Lors d'une conférence téléphonique pour les journalistes, à laquelle Lusa avait accès, Nerissa Cook, sous-secrétaire d'État adjointe aux affaires des organisations internationales, a déclaré que les États-Unis pourraient reconsidérer leur adhésion à l'OMS si les réformes sont achevées et s'il y a «indépendance par rapport au Parti communiste du Chine".

Le départ des États-Unis de l'Organisation mondiale de la santé a été annoncé en juillet dernier et devrait avoir lieu d'ici le 6 juillet 2021.

Le chef du bureau du département d'État pour les organisations internationales a déclaré aujourd'hui que le président Donald Trump serait responsable des décisions de rentrée de l'OMS, bien que Trump ait clairement indiqué qu'il ne reconsidérerait pas son départ l'année prochaine.

Nerissa Cook a déclaré que les États-Unis redirigeraient 62 millions de dollars qu'ils paieraient encore à l'OMS cette année pour les opérations de l'institution mère, les Nations Unies (ONU). L'information a été donnée à l'OMS à Genève, en Suisse aujourd'hui par des diplomates américains.

Nerissa Cook a fait valoir que l'OMS «doit être indépendante dans les processus et procédures de lutte contre la pandémie» de covid-19 et que les États-Unis «préconisent une communication plus rapide et de meilleure qualité» de la part des membres, critiquant le «manque de responsabilité et transparence ».

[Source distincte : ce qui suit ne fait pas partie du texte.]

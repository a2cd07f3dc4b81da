//! Pure game-logic functions.
//!
//! Every public function takes an immutable reference to the current
//! `GameSession` (plus the config and, where needed, the session clock or an
//! RNG handle) and returns a brand-new `GameSession`.  Functions that would
//! touch the screen or the speaker also return the `Effect`s to apply, in
//! order.  Side effects are limited to the injected RNG.

use rand::Rng;

use crate::config::{GameConfig, DEFAULT_HINT, RELOAD_HINT, RESTART_PROMPT, START_PROMPT};
use crate::effects::{high_score_text, score_text, Cue, Effect};
use crate::entities::{
    Ammo, Bullet, GameSession, InputEvent, Obstacle, Phase, Player, Rect,
};

/// A new state together with the effects produced while computing it.
pub type Outcome = (GameSession, Vec<Effect>);

fn unchanged(state: &GameSession) -> Outcome {
    (state.clone(), Vec::new())
}

// ── Constructors ─────────────────────────────────────────────────────────────

fn spawn_player(config: &GameConfig) -> Player {
    let (x, y) = config.player_spawn();
    Player {
        rect: Rect::new(x, y, config.player_width, config.player_height),
        speed: config.player_speed,
        dx: 0.0,
    }
}

/// Build a fresh session waiting for its start trigger.
pub fn new_session(config: &GameConfig) -> GameSession {
    GameSession {
        player: spawn_player(config),
        obstacles: Vec::new(),
        bullets: Vec::new(),
        score: 0,
        high_score: 0,
        obstacle_speed: config.obstacle_speed0,
        phase: Phase::NotStarted,
        ammo: Ammo::default(),
        frame: 0,
    }
}

/// Text the host should show before the first frame.
pub fn initial_effects(state: &GameSession) -> Vec<Effect> {
    vec![
        Effect::SetScoreText(score_text(state.score)),
        Effect::SetHighScoreText(high_score_text(state.high_score)),
        Effect::SetInstructions(START_PROMPT.to_string()),
        Effect::SetGameplayHint(DEFAULT_HINT.to_string()),
    ]
}

// ── Entity store ─────────────────────────────────────────────────────────────

/// Drop the entries at `doomed` (any order, duplicates allowed) while keeping
/// the survivors in insertion order.
fn remove_indices<T>(items: &mut Vec<T>, doomed: &[usize]) {
    let mut index = 0;
    items.retain(|_| {
        let keep = !doomed.contains(&index);
        index += 1;
        keep
    });
}

// ── Spawner ──────────────────────────────────────────────────────────────────

/// Append an obstacle at the top edge, at a random whole-pixel column that
/// keeps it fully inside the canvas.
pub fn spawn_obstacle(
    state: &GameSession,
    config: &GameConfig,
    rng: &mut impl Rng,
) -> GameSession {
    let span = (config.canvas_width - config.obstacle_width).floor() as u32;
    let x = if span == 0 { 0 } else { rng.gen_range(0..span) };
    let mut next = state.clone();
    next.obstacles.push(Obstacle {
        rect: Rect::new(
            x as f32,
            0.0,
            config.obstacle_width,
            config.obstacle_height,
        ),
    });
    log::debug!("obstacle spawned at x={} ({} on screen)", x, next.obstacles.len());
    next
}

/// Complete a pending reload once the session clock reaches its deadline.
pub fn poll_reload(state: &GameSession, now_ms: u64) -> Outcome {
    match state.ammo.reload_deadline_ms {
        Some(deadline) if now_ms >= deadline => {
            let mut next = state.clone();
            next.ammo = Ammo::default();
            log::debug!("reload complete at {}ms", now_ms);
            (next, vec![Effect::SetGameplayHint(DEFAULT_HINT.to_string())])
        }
        _ => unchanged(state),
    }
}

/// Fire one bullet from the centre of the player's top edge.
///
/// A silent no-op while the ammo gate is closed.  The `max_bullets`-th shot
/// closes the gate and schedules the reload `reload_time_ms` later.
pub fn fire_bullet(state: &GameSession, config: &GameConfig, now_ms: u64) -> Outcome {
    let (mut next, mut effects) = poll_reload(state, now_ms);
    if !next.ammo.can_shoot {
        return (next, effects);
    }

    let p = next.player.rect;
    next.bullets.push(Bullet {
        rect: Rect::new(
            p.x + p.width / 2.0 - config.bullet_width / 2.0,
            p.y,
            config.bullet_width,
            config.bullet_height,
        ),
    });
    effects.push(Effect::PlaySound(Cue::Shoot));
    next.ammo.fired += 1;

    if next.ammo.fired >= config.max_bullets {
        next.ammo.can_shoot = false;
        let deadline = now_ms.saturating_add(config.reload_time_ms);
        next.ammo.reload_deadline_ms = Some(deadline);
        effects.push(Effect::SetGameplayHint(RELOAD_HINT.to_string()));
        log::debug!("out of ammo, reloading until {}ms", deadline);
    }
    (next, effects)
}

// ── Input-driven state transitions (pure) ───────────────────────────────────

pub fn move_player_left(state: &GameSession) -> GameSession {
    let mut next = state.clone();
    next.player.dx = -next.player.speed;
    next
}

pub fn move_player_right(state: &GameSession) -> GameSession {
    let mut next = state.clone();
    next.player.dx = next.player.speed;
    next
}

pub fn stop_player(state: &GameSession) -> GameSession {
    let mut next = state.clone();
    next.player.dx = 0.0;
    next
}

/// Route one input event according to the current phase.  Events that make
/// no sense in the current phase are ignored.
pub fn handle_input(
    state: &GameSession,
    config: &GameConfig,
    event: InputEvent,
    now_ms: u64,
    rng: &mut impl Rng,
) -> Outcome {
    match (state.phase, event) {
        (Phase::NotStarted, InputEvent::Start) => start(state, config, rng),
        (Phase::GameOver, InputEvent::Restart) => restart(state, config),
        (Phase::Running, InputEvent::MoveLeft) => (move_player_left(state), Vec::new()),
        (Phase::Running, InputEvent::MoveRight) => (move_player_right(state), Vec::new()),
        (Phase::Running, InputEvent::StopMove) => (stop_player(state), Vec::new()),
        (Phase::Running, InputEvent::Fire) => fire_bullet(state, config, now_ms),
        _ => unchanged(state),
    }
}

// ── Motion step ──────────────────────────────────────────────────────────────

/// Move everything one frame, keep the player on the canvas and drop
/// whatever left it.
pub fn step_motion(state: &GameSession, config: &GameConfig) -> GameSession {
    let mut next = state.clone();

    let max_x = (config.canvas_width - next.player.rect.width).max(0.0);
    next.player.rect.x = (next.player.rect.x + next.player.dx).max(0.0).min(max_x);

    for obstacle in &mut next.obstacles {
        obstacle.rect.y += next.obstacle_speed;
    }
    for bullet in &mut next.bullets {
        bullet.rect.y -= config.bullet_speed;
    }

    next.obstacles.retain(|o| o.rect.y < config.canvas_height);
    next.bullets.retain(|b| b.rect.y > 0.0);
    next
}

// ── Collision engine ─────────────────────────────────────────────────────────

/// Pair every bullet with the first overlapping obstacle that no earlier
/// bullet has claimed, then remove all paired entities at once.
pub fn resolve_bullet_hits(state: &GameSession, config: &GameConfig) -> Outcome {
    let mut hit_obstacles: Vec<usize> = Vec::new();
    let mut spent_bullets: Vec<usize> = Vec::new();

    for (bi, bullet) in state.bullets.iter().enumerate() {
        let target = state
            .obstacles
            .iter()
            .enumerate()
            .find(|(oi, o)| !hit_obstacles.contains(oi) && bullet.rect.overlaps(&o.rect))
            .map(|(oi, _)| oi);
        if let Some(oi) = target {
            hit_obstacles.push(oi);
            spent_bullets.push(bi);
        }
    }

    if hit_obstacles.is_empty() {
        return unchanged(state);
    }

    let mut next = state.clone();
    remove_indices(&mut next.obstacles, &hit_obstacles);
    remove_indices(&mut next.bullets, &spent_bullets);
    let hits = hit_obstacles.len() as u32;
    next.score = next.score.saturating_add(hits.saturating_mul(config.hit_score));

    let effects: Vec<Effect> = (0..hits).map(|_| Effect::PlaySound(Cue::Hit)).collect();
    (next, effects)
}

/// End the run if any obstacle touches the player.
pub fn check_player_collision(state: &GameSession) -> Outcome {
    if state.phase != Phase::Running {
        return unchanged(state);
    }
    let crashed = state
        .obstacles
        .iter()
        .any(|o| state.player.rect.overlaps(&o.rect));
    if !crashed {
        return unchanged(state);
    }
    game_over(state)
}

// ── State machine ────────────────────────────────────────────────────────────

fn game_over(state: &GameSession) -> Outcome {
    let mut next = state.clone();
    next.phase = Phase::GameOver;
    next.high_score = next.high_score.max(next.score);
    log::info!(
        "game over: score {} (high score {})",
        next.score,
        next.high_score
    );
    // a hit earlier in the same frame may have moved the score
    let effects = vec![
        Effect::SetScoreText(score_text(next.score)),
        Effect::SetHighScoreText(high_score_text(next.high_score)),
        Effect::SetInstructions(RESTART_PROMPT.to_string()),
        Effect::PlaySound(Cue::GameOver),
    ];
    (next, effects)
}

/// `NotStarted → Running`: place the first obstacle and clear the prompt.
pub fn start(state: &GameSession, config: &GameConfig, rng: &mut impl Rng) -> Outcome {
    if state.phase != Phase::NotStarted {
        return unchanged(state);
    }
    let mut next = spawn_obstacle(state, config, rng);
    next.phase = Phase::Running;
    log::info!("game started");
    let effects = vec![
        Effect::SetInstructions(String::new()),
        Effect::SetGameplayHint(DEFAULT_HINT.to_string()),
    ];
    (next, effects)
}

/// `GameOver → Running`: fresh run, same high score.
///
/// Unlike `start`, no obstacle is placed; the first one arrives with the
/// spawn cadence.  A reload still pending from the previous run is cancelled.
pub fn restart(state: &GameSession, config: &GameConfig) -> Outcome {
    if state.phase != Phase::GameOver {
        return unchanged(state);
    }
    let next = GameSession {
        phase: Phase::Running,
        high_score: state.high_score,
        ..new_session(config)
    };
    log::info!("game restarted (high score {})", next.high_score);
    let effects = vec![
        Effect::SetScoreText(score_text(0)),
        Effect::SetInstructions(String::new()),
        Effect::SetGameplayHint(DEFAULT_HINT.to_string()),
    ];
    (next, effects)
}

// ── Per-frame tick (nearly pure — RNG is injected) ──────────────────────────

/// Advance a running session by one frame.  All randomness comes through
/// `rng` so callers control determinism (useful for tests with a seeded RNG).
///
/// Order: reload poll, motion, bullet hits, player crash, then scoring.  A
/// bullet can therefore clear an obstacle before it reaches the player.  The
/// frame that ends the run awards no point.
pub fn tick(
    state: &GameSession,
    config: &GameConfig,
    now_ms: u64,
    rng: &mut impl Rng,
) -> Outcome {
    if state.phase != Phase::Running {
        return unchanged(state);
    }

    let (next, mut effects) = poll_reload(state, now_ms);
    let mut next = step_motion(&next, config);
    next.frame += 1;

    let (next, hit_effects) = resolve_bullet_hits(&next, config);
    effects.extend(hit_effects);

    let (mut next, crash_effects) = check_player_collision(&next);
    effects.extend(crash_effects);
    if next.phase == Phase::GameOver {
        return (next, effects);
    }

    next.score = next.score.saturating_add(1);
    effects.push(Effect::SetScoreText(score_text(next.score)));

    if next.score % config.difficulty_increase_interval == 0 {
        next.obstacle_speed += config.difficulty_step;
        log::debug!("difficulty up: obstacle speed {}", next.obstacle_speed);
    }
    if next.score % config.spawn_interval == 0 {
        next = spawn_obstacle(&next, config, rng);
    }

    (next, effects)
}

Selon le secrétaire d'État adjoint adjoint, le président des États-Unis «a donné à l'OMS la possibilité de mener des réformes», ce que l'organisation a nié et qui a justifié la décision de se retirer.

Les États-Unis «essaient actuellement d'identifier des partenaires alternatifs» au niveau international pour la prévention, le diagnostic et le traitement des maladies dans le monde, a déclaré Alma Golden, administratrice adjointe pour la santé mondiale à l'Agence américaine pour le développement international (USAID, dans l'acronyme en anglais).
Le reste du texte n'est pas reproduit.